A cada meia hora dá entrada num hospital português uma vítima de AVC, doença que mata mais em Portugal do que as doenças cardíacas, o que contraria a tendência dos outros países europeus e intriga as autoridades de saúde.

Estes dados constam do relatório «Portugal, Doenças Cérebro-Cardiovasculares em números - 2013», da Direção-Geral da Saúde, a ser apresentado esta quinta-feira.

O estudo, elaborado no âmbito do Programa Nacional para as Doenças Cérebro-Cardiovasculares, revela que em Portugal a mortalidade por doenças do aparelho circulatório (doenças cardiovasculares e doenças cerebrovasculares) está em redução progressiva nas últimas duas décadas.

Esta tendência é oposta à mortalidade por doenças oncológicas, a qual tem vindo a aumentar: nos últimos 23 anos a percentagem de óbitos devido a tumores (no total de causas de morte em Portugal) subiu de cerca de 17 por cento(%) para 25%, ao passo que a mesma percentagem relativa às doenças do aparelho circulatório desceu dos 45% para os 30%.

Ainda assim, as doenças cérebro-cardiovasculares continuam a ser as que mais matam em Portugal, à semelhança do que se passa em todos os países europeus.

Contudo, dentro deste grupo de doenças, a taxa de mortalidade por doenças cerebrovasculares (que inclui os acidentes vasculares cerebrais) é superior à das doenças isquémicas do coração (incluindo o enfarte agudo do miocárdio).

«Esta proporção é inversa da verificada na maioria dos países europeus e mesmo mediterrânicos, carecendo de aprofundamento e esclarecimento epidemiológico», destaca o documento.

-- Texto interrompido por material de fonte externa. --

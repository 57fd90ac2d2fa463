use std::path::PathBuf;

use clap::{Args, Parser, Subcommand};

#[derive(Parser)]
#[command(name = "echofetch")]
#[command(about = "Send typed GET and POST requests to an echo service", long_about = None)]
pub struct Cli {
    #[arg(
        short,
        long,
        global = true,
        help = "Path to the configuration file",
        default_value = "data/config.toml"
    )]
    pub config: PathBuf,

    #[command(flatten)]
    pub connection: ConnectionArgs,

    #[command(subcommand)]
    pub command: Commands,
}

/// Overrides for the loaded connection settings.
#[derive(Args, Debug, Clone, Default)]
pub struct ConnectionArgs {
    #[arg(short = 'u', long, global = true, help = "The base URL of the echo service")]
    pub base_url: Option<String>,
    #[arg(short, long, global = true, help = "Request timeout in seconds")]
    pub timeout_secs: Option<u64>,
}

#[derive(Args, Debug, Clone)]
pub struct ParamArgs {
    #[arg(short = 'a', long, help = "Value for paramA", default_value = "valueA")]
    pub param_a: String,
    #[arg(short = 'b', long, help = "Value for paramB", default_value = "valueB")]
    pub param_b: String,
}

#[derive(Subcommand)]
pub enum Commands {
    /// Send the parameters as a query string to /get
    Get {
        #[command(flatten)]
        params: ParamArgs,
    },
    /// Send the parameters as a JSON body to /post
    Post {
        #[command(flatten)]
        params: ParamArgs,
    },
    /// Run GET and then POST with the same parameters
    Both {
        #[command(flatten)]
        params: ParamArgs,
    },
}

Quanto à taxa de mortalidade por doenças cardiovasculares, verificou-se uma redução de 22,4% entre 2007 e 2011, o que as autoridades de saúde consideram ser uma redução «substancial».

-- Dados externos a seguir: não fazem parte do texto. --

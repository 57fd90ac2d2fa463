// Copyright 2025 The echofetch Authors
// SPDX-License-Identifier: BSD-3-Clause

use std::{
    any::Any,
    panic::{self, AssertUnwindSafe},
    sync::Arc,
    time::{Duration, Instant},
};

use log::{trace, warn};
use reqwest::header::{ACCEPT, HeaderMap, HeaderValue, USER_AGENT};
use url::Url;

use super::{
    error::TransportError,
    observer::Observer,
    types::{RawResponse, RequestDescriptor, ResponseEnvelope},
};
use crate::config::ClientConfig;

const DEFAULT_TIMEOUT_SECS: u64 = 30;

/// Owns the configured HTTP client and the observers notified around every
/// request.
///
/// A `Session` is built once and shared (usually behind an [`Arc`]) by every
/// caller. It is `Send + Sync`; concurrent calls to [`execute`](Self::execute)
/// do not wait on each other.
pub struct Session {
    base_url: Url,
    client: reqwest::Client,
    default_headers: HeaderMap,
    observers: Vec<Arc<dyn Observer>>,
}

impl std::fmt::Debug for Session {
    fn fmt(&self, f: &mut std::fmt::Formatter<'_>) -> std::fmt::Result {
        f.debug_struct("Session")
            .field("base_url", &self.base_url.as_str())
            .field("observers", &self.observers.len())
            .finish()
    }
}

impl Session {
    /// Starts building a session that resolves relative paths against
    /// `base_url`.
    pub fn builder(base_url: Url) -> SessionBuilder {
        SessionBuilder::new(base_url)
    }

    /// A session with default timeout and user agent and no observers.
    pub fn new(base_url: Url) -> Result<Self, anyhow::Error> {
        Self::builder(base_url).build()
    }

    pub fn base_url(&self) -> &Url {
        &self.base_url
    }

    /// Headers sent with every request unless the descriptor overrides them.
    pub fn default_headers(&self) -> &HeaderMap {
        &self.default_headers
    }

    /// Performs the network call described by `descriptor`.
    ///
    /// Every failure, including a non-2xx status, comes back as the `Err`
    /// side of the envelope. Observers are notified before the request is
    /// sent and after the envelope is complete, and see the descriptor with
    /// the session's default headers merged in.
    pub async fn execute(&self, descriptor: &RequestDescriptor) -> ResponseEnvelope {
        let resolved = self.resolve(descriptor);
        self.notify("request_start", |observer| observer.on_request_start(&resolved));

        let envelope = self.send(&resolved).await;

        self.notify("response_received", |observer| {
            observer.on_response_received(&resolved, &envelope)
        });
        envelope
    }

    fn resolve(&self, descriptor: &RequestDescriptor) -> RequestDescriptor {
        let mut headers = self.default_headers.clone();
        // descriptor headers replace defaults of the same name
        headers.extend(descriptor.headers.clone());
        RequestDescriptor {
            headers,
            ..descriptor.clone()
        }
    }

    async fn send(&self, descriptor: &RequestDescriptor) -> ResponseEnvelope {
        let start = Instant::now();

        let mut req = self
            .client
            .request(descriptor.method.clone(), descriptor.url.clone())
            .headers(descriptor.headers.clone());
        if let Some(body) = &descriptor.body {
            req = req.body(body.clone());
        }

        let resp = req.send().await?;
        let status = resp.status();
        let headers = resp.headers().clone();

        if !status.is_success() {
            let body = resp
                .text()
                .await
                .unwrap_or_else(|_| "Failed to read response body".into());
            return Err(TransportError::Status { status, body });
        }

        let body = resp.bytes().await?.to_vec();
        let elapsed = start.elapsed();
        trace!(
            url:% = descriptor.url,
            elapsed_ms = elapsed.as_millis() as u64;
            "HTTP: Round trip complete"
        );

        Ok(RawResponse {
            status,
            headers,
            body,
            elapsed,
        })
    }

    /// Runs `event` against every observer, swallowing failures.
    fn notify<F>(&self, event: &'static str, call: F)
    where F: Fn(&dyn Observer) -> anyhow::Result<()> {
        for observer in &self.observers {
            match panic::catch_unwind(AssertUnwindSafe(|| call(observer.as_ref()))) {
                Ok(Ok(())) => {},
                Ok(Err(e)) => {
                    warn!(
                        event = event,
                        error:% = e;
                        "Observer failed, continuing request"
                    );
                },
                Err(payload) => {
                    warn!(
                        event = event,
                        panic = panic_message(payload.as_ref());
                        "Observer panicked, continuing request"
                    );
                },
            }
        }
    }
}

fn panic_message(payload: &(dyn Any + Send)) -> &str {
    if let Some(s) = payload.downcast_ref::<&str>() {
        s
    } else if let Some(s) = payload.downcast_ref::<String>() {
        s.as_str()
    } else {
        "unknown panic"
    }
}

/// Builder for [`Session`]. Observers can only be added here; the list is
/// fixed once the session is built.
pub struct SessionBuilder {
    base_url: Url,
    timeout: Duration,
    user_agent: String,
    observers: Vec<Arc<dyn Observer>>,
}

impl SessionBuilder {
    fn new(base_url: Url) -> Self {
        Self {
            base_url,
            timeout: Duration::from_secs(DEFAULT_TIMEOUT_SECS),
            user_agent: default_user_agent(),
            observers: Vec::new(),
        }
    }

    /// Seeds a builder from loaded configuration.
    pub fn from_config(config: &ClientConfig) -> Result<Self, anyhow::Error> {
        let base_url = Url::parse(&config.base_url)?;
        Ok(Self::new(base_url)
            .timeout(Duration::from_secs(config.timeout_secs))
            .user_agent(&config.user_agent))
    }

    pub fn timeout(mut self, timeout: Duration) -> Self {
        self.timeout = timeout;
        self
    }

    pub fn user_agent(mut self, user_agent: &str) -> Self {
        self.user_agent = user_agent.to_string();
        self
    }

    /// Registers an observer. Observers are called in registration order.
    pub fn observer(mut self, observer: impl Observer + 'static) -> Self {
        self.observers.push(Arc::new(observer));
        self
    }

    /// Registers an observer that the caller keeps a handle to.
    pub fn shared_observer(mut self, observer: Arc<dyn Observer>) -> Self {
        self.observers.push(observer);
        self
    }

    pub fn build(self) -> Result<Session, anyhow::Error> {
        let mut default_headers = HeaderMap::new();
        default_headers.insert(ACCEPT, HeaderValue::from_static("*/*"));
        default_headers.insert(USER_AGENT, HeaderValue::from_str(&self.user_agent)?);

        let client = reqwest::Client::builder()
            .timeout(self.timeout)
            .default_headers(default_headers.clone())
            .build()?;

        Ok(Session {
            base_url: self.base_url,
            client,
            default_headers,
            observers: self.observers,
        })
    }
}

pub(crate) fn default_user_agent() -> String {
    format!("{}/{}", env!("CARGO_PKG_NAME"), env!("CARGO_PKG_VERSION"))
}

#[cfg(test)]
mod tests {
    use std::sync::Mutex;

    use reqwest::{Method, StatusCode};
    use wiremock::{
        Mock, MockServer, ResponseTemplate,
        matchers::{header, method, path},
    };

    use super::*;

    #[derive(Default)]
    struct Recorder {
        events: Mutex<Vec<String>>,
        headers: Mutex<Vec<HeaderMap>>,
    }

    impl Observer for Recorder {
        fn on_request_start(&self, request: &RequestDescriptor) -> anyhow::Result<()> {
            self.events.lock().unwrap().push(format!("start {}", request.url.path()));
            self.headers.lock().unwrap().push(request.headers.clone());
            Ok(())
        }

        fn on_response_received(
            &self,
            _request: &RequestDescriptor,
            envelope: &ResponseEnvelope,
        ) -> anyhow::Result<()> {
            let tag = match envelope {
                Ok(resp) => format!("ok {}", resp.status.as_u16()),
                Err(e) => format!("err {:?}", e.status().map(|s| s.as_u16())),
            };
            self.events.lock().unwrap().push(tag);
            Ok(())
        }
    }

    fn descriptor(url: Url) -> RequestDescriptor {
        RequestDescriptor {
            method: Method::GET,
            url,
            headers: HeaderMap::new(),
            body: None,
        }
    }

    #[tokio::test]
    async fn execute_returns_body_and_notifies_in_order() {
        let server = MockServer::start().await;
        Mock::given(method("GET"))
            .and(path("/ping"))
            .respond_with(ResponseTemplate::new(200).set_body_string("pong"))
            .mount(&server)
            .await;

        let recorder = Arc::new(Recorder::default());
        let base = Url::parse(&server.uri()).unwrap();
        let session = Session::builder(base.clone())
            .shared_observer(recorder.clone())
            .build()
            .unwrap();

        let envelope = session.execute(&descriptor(base.join("/ping").unwrap())).await;

        let resp = envelope.unwrap();
        assert_eq!(resp.status, StatusCode::OK);
        assert_eq!(resp.body, b"pong");
        assert_eq!(*recorder.events.lock().unwrap(), vec!["start /ping", "ok 200"]);
    }

    #[tokio::test]
    async fn non_success_status_is_a_transport_failure() {
        let server = MockServer::start().await;
        Mock::given(method("GET"))
            .respond_with(ResponseTemplate::new(503).set_body_string("maintenance"))
            .mount(&server)
            .await;

        let recorder = Arc::new(Recorder::default());
        let base = Url::parse(&server.uri()).unwrap();
        let session = Session::builder(base.clone())
            .shared_observer(recorder.clone())
            .build()
            .unwrap();

        let err = session.execute(&descriptor(base)).await.unwrap_err();

        match err {
            TransportError::Status { status, body } => {
                assert_eq!(status, StatusCode::SERVICE_UNAVAILABLE);
                assert_eq!(body, "maintenance");
            },
            other => panic!("unexpected error: {other:?}"),
        }
        assert_eq!(recorder.events.lock().unwrap()[1], "err Some(503)");
    }

    #[tokio::test]
    async fn panicking_observer_does_not_stop_later_observers() {
        struct Exploding;
        impl Observer for Exploding {
            fn on_request_start(&self, _request: &RequestDescriptor) -> anyhow::Result<()> {
                panic!("boom");
            }
        }

        let server = MockServer::start().await;
        Mock::given(method("GET"))
            .respond_with(ResponseTemplate::new(204))
            .mount(&server)
            .await;

        let recorder = Arc::new(Recorder::default());
        let base = Url::parse(&server.uri()).unwrap();
        let session = Session::builder(base.clone())
            .observer(Exploding)
            .shared_observer(recorder.clone())
            .build()
            .unwrap();

        let resp = session.execute(&descriptor(base)).await.unwrap();

        assert_eq!(resp.status, StatusCode::NO_CONTENT);
        assert_eq!(recorder.events.lock().unwrap().len(), 2);
    }

    #[tokio::test]
    async fn observers_see_session_default_headers() {
        let server = MockServer::start().await;
        Mock::given(method("GET"))
            .and(header("user-agent", "tester/2.0"))
            .and(header("x-trace", "abc"))
            .respond_with(ResponseTemplate::new(200))
            .expect(1)
            .mount(&server)
            .await;

        let recorder = Arc::new(Recorder::default());
        let base = Url::parse(&server.uri()).unwrap();
        let session = Session::builder(base.clone())
            .user_agent("tester/2.0")
            .shared_observer(recorder.clone())
            .build()
            .unwrap();

        let mut request = descriptor(base);
        request.headers.insert("x-trace", HeaderValue::from_static("abc"));
        session.execute(&request).await.unwrap();

        let seen = recorder.headers.lock().unwrap();
        assert_eq!(seen[0][USER_AGENT], "tester/2.0");
        assert_eq!(seen[0][ACCEPT], "*/*");
        assert_eq!(seen[0]["x-trace"], "abc");
    }

    #[test]
    fn descriptor_headers_override_defaults() {
        let session = Session::new(Url::parse("http://localhost").unwrap()).unwrap();
        let mut request = descriptor(session.base_url().clone());
        request.headers.insert(ACCEPT, HeaderValue::from_static("application/json"));

        let resolved = session.resolve(&request);

        assert_eq!(resolved.headers[ACCEPT], "application/json");
        assert_eq!(resolved.headers[USER_AGENT].to_str().unwrap(), default_user_agent());
        assert!(request.headers.get(USER_AGENT).is_none());
    }

    #[test]
    fn panic_message_extracts_text() {
        let payload: Box<dyn Any + Send> = Box::new("static message");
        assert_eq!(panic_message(payload.as_ref()), "static message");
        let payload: Box<dyn Any + Send> = Box::new(String::from("owned message"));
        assert_eq!(panic_message(payload.as_ref()), "owned message");
        let payload: Box<dyn Any + Send> = Box::new(42_u32);
        assert_eq!(panic_message(payload.as_ref()), "unknown panic");
    }

    #[test]
    fn builder_reads_config() {
        let config = ClientConfig {
            base_url: "http://localhost:8080".to_string(),
            timeout_secs: 5,
            user_agent: "tester/1.0".to_string(),
        };
        let session = SessionBuilder::from_config(&config).unwrap().build().unwrap();
        assert_eq!(session.base_url().as_str(), "http://localhost:8080/");
    }
}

Este decréscimo é mais acentuado na população com mais de 70 anos (assim como no que se refere às doenças cerebrovasculares), apesar de a redução de mortalidade prematura (antes daquela idade) também traduzir ganhos «da maior relevância» em termos de «anos potenciais de vida perdidos».

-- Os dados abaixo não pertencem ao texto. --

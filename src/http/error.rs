//! Error types for typed HTTP requests.
//!
//! A call to [`Executor::send_typed`](super::Executor::send_typed) can fail in
//! three distinct places, and each one has its own type:
//!
//! - [`EncodeError`] - the request could not be built (no I/O happened)
//! - [`TransportError`] - the network call or the server failed
//! - [`DecodeError`] - the server answered, but the body did not match the
//!   expected type
//!
//! [`RequestError`] wraps all three so callers can use `?` once and still
//! match on the cause.

use reqwest::{Method, StatusCode};
use thiserror::Error;

/// Failure reported by the transport session for one request.
///
/// This is the `Err` side of a [`ResponseEnvelope`](super::ResponseEnvelope).
#[derive(Debug, Error)]
pub enum TransportError {
    /// The request did not complete.
    ///
    /// Covers connection refused, DNS failures, timeouts, TLS handshake
    /// errors and failures while reading the response body.
    #[error("Request failed: {0}")]
    Request(#[from] reqwest::Error),

    /// The server answered with a non-success status code.
    #[error("Server error {status}: {body}")]
    Status {
        /// The HTTP status code returned by the server.
        status: StatusCode,
        /// The response body, lossily decoded as UTF-8.
        body: String,
    },
}

impl TransportError {
    /// The HTTP status, if the server produced one.
    pub fn status(&self) -> Option<StatusCode> {
        match self {
            TransportError::Request(e) => e.status(),
            TransportError::Status { status, .. } => Some(*status),
        }
    }

    pub fn is_connect(&self) -> bool {
        matches!(self, TransportError::Request(e) if e.is_connect())
    }

    pub fn is_timeout(&self) -> bool {
        matches!(self, TransportError::Request(e) if e.is_timeout())
    }
}

/// The response body could not be decoded into the requested type.
#[derive(Debug, Error)]
pub enum DecodeError {
    /// The body is not valid JSON.
    #[error("Response is not valid JSON: {0}")]
    Syntax(#[source] serde_json::Error),

    /// The body is JSON but does not fit the target type.
    ///
    /// The message names the offending field where serde can determine it,
    /// e.g. ``missing field `paramB` ``.
    #[error("Response does not match the expected type: {0}")]
    Shape(#[source] serde_json::Error),
}

/// The request could not be built from the given path, method and parameters.
#[derive(Debug, Error)]
pub enum EncodeError {
    #[error("Request path is empty")]
    EmptyPath,

    #[error("URL parse error: {0}")]
    InvalidUrl(#[from] url::ParseError),

    /// The parameters cannot be flattened into `key=value` pairs.
    #[error("Query encoding failed: {0}")]
    Query(#[from] serde_urlencoded::ser::Error),

    #[error("JSON body encoding failed: {0}")]
    Json(#[from] serde_json::Error),

    /// No parameter encoding is defined for this method.
    #[error("Unsupported HTTP method: {0}")]
    UnsupportedMethod(Method),
}

/// Any failure of a typed request.
///
/// # Example
///
/// ```rust,no_run
/// use echofetch::http::RequestError;
///
/// fn report(err: &RequestError) {
///     match err {
///         RequestError::Transport(e) => eprintln!("network or server failed: {e}"),
///         RequestError::Decode(e) => eprintln!("unexpected response shape: {e}"),
///         RequestError::Encode(e) => eprintln!("bad request: {e}"),
///     }
/// }
/// ```
#[derive(Debug, Error)]
pub enum RequestError {
    #[error(transparent)]
    Encode(#[from] EncodeError),

    #[error(transparent)]
    Transport(#[from] TransportError),

    #[error(transparent)]
    Decode(#[from] DecodeError),
}

impl RequestError {
    pub fn is_transport(&self) -> bool {
        matches!(self, RequestError::Transport(_))
    }

    pub fn is_decode(&self) -> bool {
        matches!(self, RequestError::Decode(_))
    }

    pub fn is_encode(&self) -> bool {
        matches!(self, RequestError::Encode(_))
    }
}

Os autores do relatório consideram que também deverá ser «aprofundada em futuras análises» a discrepância entre o número de óbitos global atribuídos ao enfarte agudo do miocárdio e o número «bastante inferior» reportado nos episódios de internamento hospitalar.

Apesar de ser expectável a existência de alguma discrepância entre estes números - grande parte das mortes ocorre de forma súbita antes da admissão hospitalar - fica por explicar uma diferença tão grande.

As mortes globais por enfarte foram de 4.683 em 2010 e 4.366 em 2011, enquanto as reportadas nos episódios de internamento hospitalar foram de 1.156 em 2010 e 1.034 em 2011.

A progressiva redução das taxas de mortalidade por doenças circulatórias deve-se às medidas de prevenção adotadas, à melhoria do diagnóstico e correção dos fatores de risco e os avanços no tratamento decorrentes de novos fármacos e das melhores repostas de emergência, designadamente com as chamadas vias verdes coronária e do AVC.

No que respeita aos AVC, em 2012 foram admitidos nos hospitais 19.177 doentes, 50% dos quais admitidos em unidades especializadas no manejo clínico destas situações (U-AVC).

Relativamente à via verde coronária, em 2012 foram admitidos nos hospitais através da Via Verde (INEM) 38% do total dos doentes com enfarte agudo do miocárdio.

O relatório sublinha as assimetrias regionais ainda existentes nos doentes encaminhados corretamente pelas vias verdes e dá como exemplo das «melhores práticas» a região do Algarve, onde mais de 70% dos casos foram encaminhados através desta via.

Por isso, os especialistas recomendam que se mantenha no topo das prioridades a correção destas assimetrias regionais, numa síntese da Lusa.